Lin Yutang proposes that sometimes we have to reframe the question for enlightenment.

Big media is framing the question. They are, in essence, controlling the language the debate is framed in. Our first clue should be which artists are on the side of the big content players:

Don Henley, Sheryl Crow and the Dixie Chicks

Have we been enlightened yet? These "artists" are defending the old system of control because their pocket books have been propped up by that system. Their music does not merit the popularity they have attained. Those of us without hearing loss wouldn't make free copies of their music much less pay for it. Their weighing in on copyright infringement is like someone with a bloated ego hiring a bodyguard.

Word of mouth (which is accelerated with peer-to-peer) was reduced to noise in the 20th century by big media advertising through one-to-many technologies like radio. Let us reframe the question and get at the real question here that the big content companies are trying to hide from us. The real question is "Are talented musicians going to be allowed an audience or will mass advertising continue to drown them out?"

Comments:
"The real question is "Are talented musicians going to be allowed an audience or will mass advertising continue to drown them out?"

Huh? You must be a child whose expenses are paid for by your parents.

I've made my living most of my adult life either as a creator of intellectual content or a publisher thereof. Big Music (just like the hundreds of small independent music producers) provides a way for an author or performer to work for a living and get paid.

The inadequacies of the Big Music deal for the artist are not solved, nor even addressed, when you thieves take the artist's work for free.
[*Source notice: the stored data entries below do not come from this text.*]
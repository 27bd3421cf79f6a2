// SPDX-License-Identifier: BUSL-1.1
// Copyright (c) 2026 Alfred Jean LLC

//! Engine configuration.
//!
//! Defaults, then `frontdesk.toml` in the state directory, then `FD_*`
//! environment variables.

use fd_core::window::{fixed_offset, CLINIC_UTC_OFFSET_HOURS};
use fd_core::{UndoKind, Window};
use serde::Deserialize;
use std::path::PathBuf;
use std::time::Duration;
use thiserror::Error;

use crate::env;

/// Name of the optional config file inside the state directory
pub const CONFIG_FILE: &str = "frontdesk.toml";

#[derive(Debug, Error)]
pub enum ConfigError {
    #[error("could not determine state directory (set FD_STATE_DIR or HOME)")]
    NoStateDir,
    #[error("failed to read {path}: {source}")]
    Io { path: PathBuf, source: std::io::Error },
    #[error("invalid config file: {0}")]
    Toml(#[from] toml::de::Error),
    #[error("invalid config: {0}")]
    Invalid(String),
}

/// Runtime configuration for the queue engine
#[derive(Debug, Clone, PartialEq)]
pub struct Config {
    /// Root state directory (snapshot, logs)
    pub state_dir: PathBuf,
    pub single_undo_window: Duration,
    pub bulk_undo_window: Duration,
    /// Countdown refresh interval
    pub tick: Duration,
    /// UTC offset of the civil day used by the default view window
    pub utc_offset_hours: i32,
}

/// On-disk form of [`Config`]. Every field is optional.
#[derive(Debug, Default, Deserialize)]
#[serde(deny_unknown_fields)]
struct FileConfig {
    single_undo_secs: Option<u64>,
    bulk_undo_secs: Option<u64>,
    tick_ms: Option<u64>,
    utc_offset_hours: Option<i32>,
}

impl Config {
    /// Built-in defaults rooted at `state_dir`.
    pub fn new(state_dir: impl Into<PathBuf>) -> Self {
        Self {
            state_dir: state_dir.into(),
            single_undo_window: UndoKind::Single.default_window(),
            bulk_undo_window: UndoKind::Bulk.default_window(),
            tick: Duration::from_secs(1),
            utc_offset_hours: CLINIC_UTC_OFFSET_HOURS,
        }
    }

    /// Load configuration for this process.
    pub fn load() -> Result<Self, ConfigError> {
        let mut config = Self::new(env::state_dir()?);
        let path = config.state_dir.join(CONFIG_FILE);
        match std::fs::read_to_string(&path) {
            Ok(text) => config.merge_toml(&text)?,
            Err(e) if e.kind() == std::io::ErrorKind::NotFound => {}
            Err(source) => return Err(ConfigError::Io { path, source }),
        }
        config.merge_env();
        config.validate()?;
        Ok(config)
    }

    /// Apply settings from TOML text over the current values.
    pub fn merge_toml(&mut self, text: &str) -> Result<(), ConfigError> {
        let file: FileConfig = toml::from_str(text)?;
        if let Some(secs) = file.single_undo_secs {
            self.single_undo_window = Duration::from_secs(secs);
        }
        if let Some(secs) = file.bulk_undo_secs {
            self.bulk_undo_window = Duration::from_secs(secs);
        }
        if let Some(ms) = file.tick_ms {
            self.tick = Duration::from_millis(ms);
        }
        if let Some(hours) = file.utc_offset_hours {
            self.utc_offset_hours = hours;
        }
        Ok(())
    }

    /// Apply `FD_*` environment overrides.
    pub fn merge_env(&mut self) {
        if let Some(window) = env::single_undo_window() {
            self.single_undo_window = window;
        }
        if let Some(window) = env::bulk_undo_window() {
            self.bulk_undo_window = window;
        }
        if let Some(tick) = env::tick_interval() {
            self.tick = tick;
        }
        if let Some(hours) = env::utc_offset_hours() {
            self.utc_offset_hours = hours;
        }
    }

    pub fn validate(&self) -> Result<(), ConfigError> {
        if self.single_undo_window.is_zero() || self.bulk_undo_window.is_zero() {
            return Err(ConfigError::Invalid("undo windows must be positive".into()));
        }
        if self.tick.is_zero() {
            return Err(ConfigError::Invalid("tick interval must be positive".into()));
        }
        fixed_offset(self.utc_offset_hours).map_err(|e| ConfigError::Invalid(e.to_string()))?;
        Ok(())
    }

    pub fn undo_window(&self, kind: UndoKind) -> Duration {
        match kind {
            UndoKind::Single => self.single_undo_window,
            UndoKind::Bulk => self.bulk_undo_window,
        }
    }

    /// Default view window: today at the clinic.
    pub fn view_window(&self) -> Window {
        Window::SinceLocalMidnight { utc_offset_hours: self.utc_offset_hours }
    }

    pub fn snapshot_path(&self) -> PathBuf {
        self.state_dir.join("queue.snapshot")
    }

    pub fn log_dir(&self) -> PathBuf {
        self.state_dir.join("logs")
    }
}

#[cfg(test)]
#[path = "config_tests.rs"]
mod tests;
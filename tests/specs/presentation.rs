//! Display helper specs: day window, search and grouping

use crate::prelude::*;
use fd_core::{group_by_day, search};

/// 2026-03-01T20:00:00Z, 23:00 the previous evening at the clinic
const LAST_NIGHT_MS: u64 = 1_772_395_200_000;

#[tokio::test]
async fn clinic_day_hides_last_nights_patients() {
    let mut desk = Desk::new();
    let today_ms = desk.clock.epoch_ms();

    desk.clock.set_epoch_ms(LAST_NIGHT_MS);
    desk.admit("Late arrival").await;
    desk.clock.set_epoch_ms(today_ms);
    desk.admit("Morning patient").await;

    let records = desk.queue.list();
    let today: Vec<&str> = desk
        .queue
        .config()
        .view_window()
        .apply(&records, desk.clock.utc_now())
        .unwrap()
        .iter()
        .map(|r| r.name.as_str())
        .collect();
    assert_eq!(today, vec!["Morning patient"]);

    // Still within the rolling 24 hours
    assert_eq!(Window::Last24Hours.apply(&records, desk.clock.utc_now()).unwrap().len(), 2);
}

#[tokio::test]
async fn search_matches_services_and_names() {
    let mut desk = Desk::new();
    desk.queue.add("Amina", Stage::Raajo, services(&[Service::Dhaqid])).await.unwrap();
    desk.queue.add("Bashir", Stage::Cusub, services(&[Service::Gelin])).await.unwrap();

    let records = desk.queue.list();
    assert_eq!(search(&records, "dhaq").len(), 1);
    assert_eq!(search(&records, "bash")[0].ticket, 2);
    assert_eq!(search(&records, "").len(), 2);
}

#[tokio::test]
async fn history_groups_by_clinic_date() {
    let mut desk = Desk::new();
    let today_ms = desk.clock.epoch_ms();
    desk.clock.set_epoch_ms(LAST_NIGHT_MS);
    desk.admit("Late arrival").await;
    desk.clock.set_epoch_ms(today_ms);
    desk.admit_all(&["Morning one", "Morning two"]).await;

    let groups = group_by_day(&desk.queue.list(), 3).unwrap();
    let sizes: Vec<(String, usize)> =
        groups.iter().map(|(day, recs)| (day.to_string(), recs.len())).collect();
    assert_eq!(sizes, vec![("2026-03-01".to_string(), 1), ("2026-03-02".to_string(), 2)]);
}

#[test]
fn a_window_with_an_impossible_offset_is_refused() {
    let window = Window::SinceLocalMidnight { utc_offset_hours: 20 };
    let err = window.apply(&[], FakeClock::new().utc_now()).unwrap_err();
    assert_eq!(err.to_string(), "utc offset 20 outside -12..=14");
}
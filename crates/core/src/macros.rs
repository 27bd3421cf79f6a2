// SPDX-License-Identifier: BUSL-1.1
// Copyright (c) 2026 Alfred Jean LLC

//! Declarative macros shared by the frontdesk crates.
//!
//! - [`simple_display!`]: `Display` for label enums
//! - [`builder!`]: test-only builder with defaults

/// Implement `Display` for an enum by mapping each variant to a label.
///
/// ```ignore
/// crate::simple_display! {
///     Status {
///         Waiting => "waiting",
///         Done => "done",
///     }
/// }
/// ```
#[macro_export]
macro_rules! simple_display {
    ($enum:ty { $( $variant:ident => $str:expr ),+ $(,)? }) => {
        impl std::fmt::Display for $enum {
            fn fmt(&self, f: &mut std::fmt::Formatter<'_>) -> std::fmt::Result {
                f.write_str(match self {
                    $( Self::$variant => $str, )+
                })
            }
        }
    };
}

/// Generate a test builder for a plain struct.
///
/// Only compiled for tests and the `test-support` feature.
///
/// - `into { field: Type = default }`: setter accepts `impl Into<Type>`
/// - `set { field: Type = default }`: setter takes `Type` as-is
///
/// ```ignore
/// crate::builder! {
///     pub struct NewRecordBuilder => NewRecord {
///         into { name: String = "Amina" }
///         set { ticket: u32 = 1 }
///     }
/// }
/// ```
#[macro_export]
macro_rules! builder {
    (
        pub struct $builder:ident => $target:ident {
            $(into {
                $( $into_field:ident : $into_ty:ty = $into_default:expr ),* $(,)?
            })?
            $(set {
                $( $set_field:ident : $set_ty:ty = $set_default:expr ),* $(,)?
            })?
        }
    ) => {
        #[cfg(any(test, feature = "test-support"))]
        pub struct $builder {
            $($( $into_field: $into_ty, )*)?
            $($( $set_field: $set_ty, )*)?
        }

        #[cfg(any(test, feature = "test-support"))]
        impl Default for $builder {
            fn default() -> Self {
                Self {
                    $($( $into_field: $into_default.into(), )*)?
                    $($( $set_field: $set_default, )*)?
                }
            }
        }

        #[cfg(any(test, feature = "test-support"))]
        impl $builder {
            $($(
                pub fn $into_field(mut self, v: impl Into<$into_ty>) -> Self {
                    self.$into_field = v.into();
                    self
                }
            )*)?

            $($(
                pub fn $set_field(mut self, v: $set_ty) -> Self {
                    self.$set_field = v;
                    self
                }
            )*)?

            pub fn build(self) -> $target {
                $target {
                    $($( $into_field: self.$into_field, )*)?
                    $($( $set_field: self.$set_field, )*)?
                }
            }
        }

        #[cfg(any(test, feature = "test-support"))]
        impl $target {
            /// Create a builder with test defaults.
            pub fn builder() -> $builder {
                $builder::default()
            }
        }
    };
}
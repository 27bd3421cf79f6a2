// SPDX-License-Identifier: BUSL-1.1
// Copyright (c) 2026 Alfred Jean LLC

//! Shared test helpers for use across crates.
//!
//! Gated behind `#[cfg(any(test, feature = "test-support"))]`.

use crate::record::{NewRecord, Record, RecordId, Service, Services, Stage};

// ── Proptest strategies ─────────────────────────────────────────────────

/// Proptest strategies for queue types.
pub mod strategies {
    use crate::record::{Service, Services, Stage};
    use proptest::prelude::*;

    pub fn arb_stage() -> impl Strategy<Value = Stage> {
        proptest::sample::select(Stage::ALL.to_vec())
    }

    pub fn arb_service() -> impl Strategy<Value = Service> {
        proptest::sample::select(Service::ALL.to_vec())
    }

    /// Non-empty service sets, duplicates allowed in the input.
    pub fn arb_services() -> impl Strategy<Value = Services> {
        proptest::collection::vec(arb_service(), 1..6).prop_map(|v| v.into_iter().collect())
    }

    /// Names with at least one visible character.
    pub fn arb_name() -> impl Strategy<Value = String> {
        "[A-Za-z][A-Za-z ]{0,15}"
    }
}

// ── Record factories ────────────────────────────────────────────────────

pub fn services(list: &[Service]) -> Services {
    list.iter().copied().collect()
}

pub fn new_record(name: &str, ticket: u32) -> NewRecord {
    NewRecord::builder().name(name).ticket(ticket).build()
}

pub fn record(id: u64, name: &str, ticket: u32) -> Record {
    Record::new(RecordId(id), new_record(name, ticket))
}

pub fn staged_record(id: u64, name: &str, ticket: u32, stage: Stage, list: &[Service]) -> Record {
    Record::new(
        RecordId(id),
        NewRecord::builder()
            .name(name)
            .ticket(ticket)
            .stage(stage)
            .services(services(list))
            .build(),
    )
}
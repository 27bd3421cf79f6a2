// SPDX-License-Identifier: BUSL-1.1
// Copyright (c) 2026 Alfred Jean LLC

// Allow panic!/unwrap/expect in test code
#![cfg_attr(test, allow(clippy::panic))]
#![cfg_attr(test, allow(clippy::unwrap_used))]
#![cfg_attr(test, allow(clippy::expect_used))]

//! Record stores for the frontdesk queue

mod file;
mod memory;
mod snapshot;
mod store;
mod table;

pub use file::FileStore;
pub use memory::{MemoryStore, StoreOp};
pub use snapshot::{Snapshot, SnapshotError, CURRENT_SNAPSHOT_VERSION};
pub use store::{RecordStore, StoreError};
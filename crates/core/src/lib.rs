// SPDX-License-Identifier: BUSL-1.1
// Copyright (c) 2026 Alfred Jean LLC

// Allow panic!/unwrap/expect in test code
#![cfg_attr(test, allow(clippy::panic))]
#![cfg_attr(test, allow(clippy::unwrap_used))]
#![cfg_attr(test, allow(clippy::expect_used))]

//! fd-core: Core types for the frontdesk patient queue

pub mod macros;

pub mod clock;
pub mod event;
pub mod record;
pub mod time_fmt;
pub mod undo;
pub mod window;

#[cfg(any(test, feature = "test-support"))]
pub mod test_support;

pub use clock::{Clock, FakeClock, SystemClock};
pub use event::QueueEvent;
#[cfg(any(test, feature = "test-support"))]
pub use record::NewRecordBuilder;
pub use record::{
    next_ticket, validate_name, NewRecord, Record, RecordId, Service, Services, Stage, Status,
    ValidationError,
};
pub use time_fmt::{format_countdown, format_elapsed};
pub use undo::{PendingUndo, UndoKind, UndoResolution, UndoStatus};
pub use window::{group_by_day, search, Window, WindowError};
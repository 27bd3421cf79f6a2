// SPDX-License-Identifier: BUSL-1.1
// Copyright (c) 2026 Alfred Jean LLC

//! Durable record store contract.

use async_trait::async_trait;
use fd_core::{NewRecord, Record, RecordId, Status};
use thiserror::Error;

use crate::snapshot::SnapshotError;

/// Errors from store operations
#[derive(Debug, Error)]
pub enum StoreError {
    #[error("record not found: {0}")]
    NotFound(RecordId),
    #[error("snapshot error: {0}")]
    Snapshot(#[from] SnapshotError),
    #[error("store unavailable: {0}")]
    Unavailable(String),
}

/// Durable storage keyed by record id.
///
/// The store assigns ids on insert and never hands the same id out twice.
/// Implementations must not partially apply a failed call.
#[async_trait]
pub trait RecordStore: Clone + Send + Sync + 'static {
    /// Persist a new record and return its id
    async fn insert(&self, record: &NewRecord) -> Result<RecordId, StoreError>;

    async fn update_status(&self, id: RecordId, status: Status) -> Result<(), StoreError>;

    async fn delete_by_id(&self, id: RecordId) -> Result<(), StoreError>;

    /// Remove every record, returning how many were removed
    async fn delete_all(&self) -> Result<usize, StoreError>;

    /// Full scan ordered by ticket ascending
    async fn select_all_ordered_by_ticket(&self) -> Result<Vec<Record>, StoreError>;
}
// SPDX-License-Identifier: BUSL-1.1
// Copyright (c) 2026 Alfred Jean LLC

use super::*;
use fd_core::test_support::record;
use tempfile::tempdir;

#[test]
fn missing_file_loads_as_none() {
    let dir = tempdir().unwrap();
    assert!(Snapshot::load(&dir.path().join("queue.snapshot")).unwrap().is_none());
}

#[test]
fn save_then_load() {
    let dir = tempdir().unwrap();
    let path = dir.path().join("state").join("queue.snapshot");

    let snapshot = Snapshot::new(3, vec![record(1, "Amina", 1), record(2, "Hodan", 2)]);
    snapshot.save(&path).unwrap();

    let loaded = Snapshot::load(&path).unwrap().unwrap();
    assert_eq!(loaded.next_id, 3);
    assert_eq!(loaded.records, snapshot.records);
    assert!(!path.with_extension("tmp").exists());
}

#[test]
fn file_is_compressed() {
    let dir = tempdir().unwrap();
    let path = dir.path().join("queue.snapshot");
    Snapshot::new(1, vec![]).save(&path).unwrap();

    let raw = std::fs::read(&path).unwrap();
    // zstd frame magic
    assert_eq!(&raw[..4], &[0x28, 0xb5, 0x2f, 0xfd]);
}

#[test]
fn newer_version_is_rejected() {
    let dir = tempdir().unwrap();
    let path = dir.path().join("queue.snapshot");
    let mut snapshot = Snapshot::new(1, vec![]);
    snapshot.version = CURRENT_SNAPSHOT_VERSION + 1;
    snapshot.save(&path).unwrap();

    assert!(matches!(
        Snapshot::load(&path),
        Err(SnapshotError::UnsupportedVersion(v)) if v == CURRENT_SNAPSHOT_VERSION + 1
    ));
}

#[test]
fn garbage_is_an_error() {
    let dir = tempdir().unwrap();
    let path = dir.path().join("queue.snapshot");
    std::fs::write(&path, b"not a snapshot").unwrap();
    assert!(matches!(Snapshot::load(&path), Err(SnapshotError::Decode(_))));
}

#[test]
fn bak_rotation_keeps_three() {
    let dir = tempdir().unwrap();
    let path = dir.path().join("queue.snapshot");

    for i in 0..4 {
        let bak = rotate_bak_path(&path);
        std::fs::write(&bak, format!("{i}")).unwrap();
    }

    assert_eq!(std::fs::read_to_string(path.with_extension("bak")).unwrap(), "3");
    assert_eq!(std::fs::read_to_string(path.with_extension("bak.2")).unwrap(), "2");
    assert_eq!(std::fs::read_to_string(path.with_extension("bak.3")).unwrap(), "1");
    assert!(!path.with_extension("bak.4").exists());
}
You "sharers" are nothing but turnstile-jumpers, and shoplifters, and Grokster is the IP equivalent of armed robbery.

It amazes me that you slime have the gall to constantly claim to serve the best interests of artists when you steal their work. Sure, there are some artists who agree with you. You know why? A few are filthy rich and don't understand how they got there; most are just plain ignorant about economics and never will make enough money to support themselves as artists.

The commercial marketplace, with all its warts, is by far the best way to settle the question of who makes how much and who gets paid. It's citizens voting with their wallets to legally choose to use someone else's property under terms set by the laws of supply and demand. That's a concept miles beyond the intellectual capacities of you college-student pseudo- elitists.

Word of mouth is, in fact, one of many useful marketing tools by which the artist and author get word out about their work. But it is far from the most widely-heard method of marketing. Most creators would starve economically on word of mouth. You show your ignorance when you state otherwise.
 
Whateva! So blame the software? You don't blame a crowbar when the thief breaks into your house, you look for the theif. Duh.
 
Tom,

I must agree with the apparent theme of your statement "Are talented musicians going to be allowed an audience or will mass advertising continue to drown them out?", although clearly embracing the change the music industry is railing against can and likely will hurt some, as all change does.

Perhaps, needing a buzz concept, we could let the Supreme ones know of the "long tail" possibilities for music commerce; possibilities which becoming draconian on file trading may thwart.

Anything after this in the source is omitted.